The liver is an important site of host-microbe interaction. Although hepatocytes have been reported to be responsive to lipopolysaccharide (LPS), the global gene expression changes by LPS and mechanism(s) by which LPS stimulates cultured hepatocytes remain uncertain. Cultures of primary mouse hepatocytes were incubated with LPS to assess its effects on the global gene expression, hepatic transcription factors, and mitogen-activated protein (MAP) kinase activation. DNA microarray analysis indicated that LPS modulates the selective expression of more than 80 genes and expressed sequence tags. We have shown previously that hepatocytes express CD14, which is required both for uptake and responsiveness to LPS. In other cells, responsiveness to microbial products requires expression of Toll-like receptors (TLR) and their associated accessory molecules. Hepatocytes expressed TLR1 through TLR9 as well as MyD88 and MD-2 transcripts, as shown by reverse transcriptase PCR analysis, indicating that hepatocytes express all known microbe recognition molecules. The MAP kinase extracellular signal-regulated kinase 1/2 was phosphorylated in response to LPS in mouse hepatocytes, and the levels of phosphorylation were lower in hepatocytes from TLR4-null mice. NF-κB activation was reduced in TLR4-mutant or -null hepatocytes compared to control hepatocytes, and this defect was partially restored by adenoviral transduction of mouse TLR4. Thus, hepatocytes respond to nanogram concentrations of LPS through a TLR4 response pathway.
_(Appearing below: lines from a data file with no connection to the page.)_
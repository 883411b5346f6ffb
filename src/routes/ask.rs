//! Ask endpoints (JSON and SSE transports)
//!
//! Both transports run the same pipeline; the JSON endpoint folds the
//! event stream, the SSE endpoint forwards it fragment by fragment.

use std::convert::Infallible;

use axum::extract::State;
use axum::response::sse::{Event, KeepAlive, Sse};
use axum::response::IntoResponse;
use axum::Json;
use futures::StreamExt;
use serde::Deserialize;
use tracing::instrument;
use validator::Validate;

use crate::errors::AppError;
use crate::services::ask::{self, AskEvent};
use crate::services::AppState;

#[derive(Debug, Deserialize, Validate)]
pub struct AskRequest {
    #[validate(length(min = 1, max = 4000, message = "question must be 1 to 4000 characters"))]
    pub question: String,
}

#[instrument(skip(state, payload), fields(question_len = payload.question.len()))]
pub async fn ask_question(
    State(state): State<AppState>,
    Json(payload): Json<AskRequest>,
) -> Result<impl IntoResponse, AppError> {
    payload
        .validate()
        .map_err(|e| AppError::ValidationError(e.to_string()))?;

    let events = ask::run_ask(state, payload.question).await?;
    Ok(Json(ask::collect_answer(events).await))
}

#[instrument(skip(state, payload), fields(question_len = payload.question.len()))]
pub async fn ask_question_stream(
    State(state): State<AppState>,
    Json(payload): Json<AskRequest>,
) -> Result<impl IntoResponse, AppError> {
    payload
        .validate()
        .map_err(|e| AppError::ValidationError(e.to_string()))?;

    let events = ask::run_ask(state, payload.question).await?;
    let stream = events.map(|event| Ok::<Event, Infallible>(sse_event(event)));

    Ok(Sse::new(stream).keep_alive(KeepAlive::default()))
}

/// Renders one pipeline event as an SSE data fragment. Citations come
/// as `{"citations": [...]}`, text as `{"text": ...}`, failures as
/// `{"error": ...}`.
fn sse_event(event: AskEvent) -> Event {
    let payload = match event {
        AskEvent::Citations(citations) => serde_json::json!({ "citations": citations }),
        AskEvent::Text(text) => serde_json::json!({ "text": text }),
        AskEvent::Error(message) => serde_json::json!({ "error": message }),
    };
    match Event::default().json_data(&payload) {
        Ok(event) => event,
        Err(err) => {
            tracing::error!(error = %err, "Failed to encode stream event");
            Event::default().data("{\"error\":\"event encoding failed\"}")
        }
    }
}
//! Page locking and context assembly
//!
//! Provides:
//! - Best-page detection from retrieval hits
//! - The page lock itself (one document, one page)
//! - Best-paragraph extraction for free-text context
//! - Prompt context and citation assembly

use std::collections::{HashMap, HashSet};

use serde::Serialize;

use crate::db::models::Document;
use crate::db::CandidatePassage;

/// Passages surviving the lock. When the lock holds they all carry the
/// same (document, page) pair.
#[derive(Debug, Clone)]
pub struct LockedContext {
    pub document_id: i64,
    pub page: i32,
    pub passages: Vec<CandidatePassage>,
    /// Set when no passage carried the locked pair and the top raw
    /// candidates stood in instead
    pub used_fallback: bool,
}

/// One citation per unique (document, page), in retrieval-relevance order
#[derive(Debug, Clone, PartialEq, Serialize)]
pub struct Citation {
    pub title: String,
    pub filename: String,
    pub category: String,
    pub page_number: i32,
    pub upload_date: String,
    pub extract: String,
}

/// The page the answer will be restricted to: an explicitly requested
/// page wins outright, otherwise the page of the strongest hit.
pub fn detect_best_page(hits: &[CandidatePassage], requested_page: Option<i32>) -> Option<i32> {
    if let Some(page) = requested_page {
        return Some(page);
    }

    let mut best: Option<&CandidatePassage> = None;
    for hit in hits {
        let better = match best {
            // Strict comparison keeps the earliest hit on ties, and
            // hits arrive ranked best-first
            Some(current) => hit.similarity > current.similarity,
            None => true,
        };
        if better {
            best = Some(hit);
        }
    }
    best.map(|hit| hit.page_number)
}

/// Locks retrieval output to a single (document, page) pair.
///
/// The document is pinned to the top hit's document. When no passage
/// carries the locked pair, the top three raw candidates stand in so
/// the request can still be answered; that escape hatch breaks the
/// single-page guarantee and is logged.
pub fn lock_context(hits: &[CandidatePassage], page: i32) -> Option<LockedContext> {
    let first = hits.first()?;
    let document_id = first.document_id;

    let passages: Vec<CandidatePassage> = hits
        .iter()
        .filter(|h| h.page_number == page && h.document_id == document_id)
        .cloned()
        .collect();

    if passages.is_empty() {
        tracing::warn!(
            document_id,
            page,
            "No passage carries the locked page; using top candidates"
        );
        return Some(LockedContext {
            document_id,
            page,
            passages: hits.iter().take(3).cloned().collect(),
            used_fallback: true,
        });
    }

    Some(LockedContext {
        document_id,
        page,
        passages,
        used_fallback: false,
    })
}

/// Picks the paragraph of the page text closest to the question by
/// word overlap. Paragraphs are blank-line separated; fragments of 50
/// characters or less are skipped. Falls back to the first 2000
/// characters when no paragraph qualifies.
pub fn extract_best_paragraph(full_text: &str, question: &str) -> String {
    let paragraphs: Vec<&str> = full_text
        .split("\n\n")
        .map(str::trim)
        .filter(|p| p.chars().count() > 50)
        .collect();
    if paragraphs.is_empty() {
        return full_text.chars().take(2000).collect();
    }

    let query_words: HashSet<String> = question
        .to_lowercase()
        .split_whitespace()
        .map(str::to_string)
        .collect();

    let mut best = paragraphs[0];
    let mut max_score = 0usize;
    for paragraph in &paragraphs {
        let words: HashSet<String> = paragraph
            .to_lowercase()
            .split_whitespace()
            .map(str::to_string)
            .collect();
        let score = query_words.intersection(&words).count();
        if score > max_score {
            max_score = score;
            best = paragraph;
        }
    }
    best.to_string()
}

fn metadata_header(meta: Option<&Document>, page: i32) -> String {
    let title = meta.map(|m| m.title.as_str()).unwrap_or("Unknown");
    format!("DOC: {} | Page: {}", title, page)
}

/// Assembles the prompt context. A structured table block puts the
/// prompt into strict table mode; otherwise the best free-text
/// paragraph is used.
pub fn build_context(
    meta: Option<&Document>,
    page: i32,
    table_block: Option<&str>,
    best_paragraph: &str,
) -> String {
    let header = metadata_header(meta, page);
    match table_block {
        Some(block) => format!("{}\n\n[STRICT TABLE MODE ACTIVE]\n\n{}\n---", header, block),
        None => format!("{}\nContent: {}\n---", header, best_paragraph),
    }
}

/// Builds the citation list from the locked passages. The dedupe key is
/// (document, page); the first passage seen for a pair supplies the
/// extract. Unknown metadata degrades to placeholder fields rather than
/// dropping the citation.
pub fn build_citations(
    passages: &[CandidatePassage],
    meta_by_id: &HashMap<i64, Document>,
) -> Vec<Citation> {
    let mut seen: HashSet<(i64, i32)> = HashSet::new();
    let mut citations = Vec::new();

    for passage in passages {
        if !seen.insert((passage.document_id, passage.page_number)) {
            continue;
        }
        let meta = meta_by_id.get(&passage.document_id);
        citations.push(Citation {
            title: meta
                .map(|m| m.title.clone())
                .unwrap_or_else(|| "Unknown".to_string()),
            filename: meta
                .map(|m| m.filename.clone())
                .unwrap_or_else(|| "Unknown".to_string()),
            category: meta
                .map(|m| m.category.clone())
                .unwrap_or_else(|| "General".to_string()),
            page_number: passage.page_number,
            upload_date: meta
                .map(|m| m.upload_date.date_naive().to_string())
                .unwrap_or_default(),
            extract: passage.content.clone(),
        });
    }
    citations
}
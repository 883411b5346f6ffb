//! SeaORM entity definitions

pub mod document;
pub mod document_table;
pub mod query_log;
pub mod rbi_update;

pub use document::Model as Document;
pub use document_table::Model as DocumentTable;
pub use query_log::Model as QueryLog;
pub use rbi_update::Model as RbiUpdate;
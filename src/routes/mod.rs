pub mod ask;
pub mod health;

use axum::routing::{get, post};
use axum::Router;
use metrics_exporter_prometheus::PrometheusHandle;
use std::time::Duration;
use tower::limit::ConcurrencyLimitLayer;
use tower::ServiceBuilder;
use tower_http::cors::CorsLayer;
use tower_http::timeout::TimeoutLayer;
use tower_http::trace::TraceLayer;

use crate::db::Repository;
use crate::middleware as app_middleware;
use crate::services::AppState;

/// Maximum concurrent requests (backpressure control)
const MAX_CONCURRENT_REQUESTS: usize = 100;

/// Request timeout in seconds; bounds time-to-response, not the SSE
/// body that follows
const REQUEST_TIMEOUT_SECS: u64 = 30;

pub fn create_router(state: AppState, repo: Repository, metrics: PrometheusHandle) -> Router {
    // Health routes carry the repository directly
    let health_routes = Router::new()
        .route("/health", get(health::health_check))
        .route("/readiness", get(health::readiness_check))
        .with_state(repo);

    let api_routes = Router::new()
        .route("/api/ask", post(ask::ask_question))
        .route("/api/ask/stream", post(ask::ask_question_stream))
        .with_state(state);

    let metrics_routes = Router::new().route(
        "/metrics",
        get(move || std::future::ready(metrics.render())),
    );

    // Build the router with middleware stack
    Router::new()
        .merge(api_routes)
        .merge(health_routes)
        .merge(metrics_routes)
        .layer(
            ServiceBuilder::new()
                // Trace spans (outermost - captures all requests)
                .layer(TraceLayer::new_for_http())
                // Request timeout
                .layer(TimeoutLayer::new(Duration::from_secs(REQUEST_TIMEOUT_SECS)))
                // Concurrency limit for backpressure
                .layer(ConcurrencyLimitLayer::new(MAX_CONCURRENT_REQUESTS))
                // Request ID propagation
                .layer(axum::middleware::from_fn(app_middleware::request_id))
                // Content-Length limit
                .layer(axum::middleware::from_fn(app_middleware::content_length_limit))
                // Browser clients (the dashboard) call from another origin
                .layer(CorsLayer::permissive()),
        )
}
use crate::config::RetrievalConfig;
use crate::db::ContextStore;
use crate::embeddings::Embedder;
use crate::llm::CompletionClient;
use std::sync::Arc;

pub mod ask;
pub mod intent;
pub mod page_lock;
pub mod slab;

// A container for all collaborators to be injected into routes
#[derive(Clone)]
pub struct AppState {
    pub store: Arc<dyn ContextStore>,
    pub embedder: Arc<dyn Embedder>,
    /// Absent when no completion credentials were configured; every ask
    /// request then fails fast with 503
    pub completion: Option<Arc<dyn CompletionClient>>,
    pub retrieval: RetrievalConfig,
}

impl AppState {
    pub fn new(
        store: Arc<dyn ContextStore>,
        embedder: Arc<dyn Embedder>,
        completion: Option<Arc<dyn CompletionClient>>,
        retrieval: RetrievalConfig,
    ) -> Self {
        Self {
            store,
            embedder,
            completion,
            retrieval,
        }
    }
}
肝脏是宿主与微生物互作的关键位点。尽管已有研究证实肝细胞可对脂多糖（LPS）产生应答，但脂多糖所引发的全基因表达改变，以及脂多糖刺激培养肝细胞的具体分子机制，目前仍未明确。我们将原代小鼠肝细胞培养物与脂多糖共孵育，以评估其对全基因表达、肝转录因子以及丝裂原活化蛋白（MAP）激酶激活的影响。DNA微阵列分析结果显示，脂多糖可调控超过80个基因及表达序列标签的选择性表达。我们此前已证实，肝细胞表达CD14，该分子是脂多糖摄取与应答所必需的。在其他细胞中，对微生物产物的应答依赖于Toll样受体（TLR）及其相关辅助分子的表达。通过逆转录聚合酶链式反应分析证实，肝细胞表达TLR1至TLR9，以及MyD88与MD-2转录本，表明肝细胞表达所有已知的微生物识别分子。小鼠肝细胞在脂多糖刺激下可发生细胞外信号调节激酶1/2的磷酸化，而TLR4敲除小鼠的肝细胞中该磷酸化水平更低。与对照肝细胞相比，TLR4突变或敲除的肝细胞中核因子κB（NF-κB）的激活水平有所降低，而通过腺病毒转导小鼠TLR4可部分修复该缺陷。综上，肝细胞可通过TLR4应答通路对纳克级浓度的脂多糖产生应答。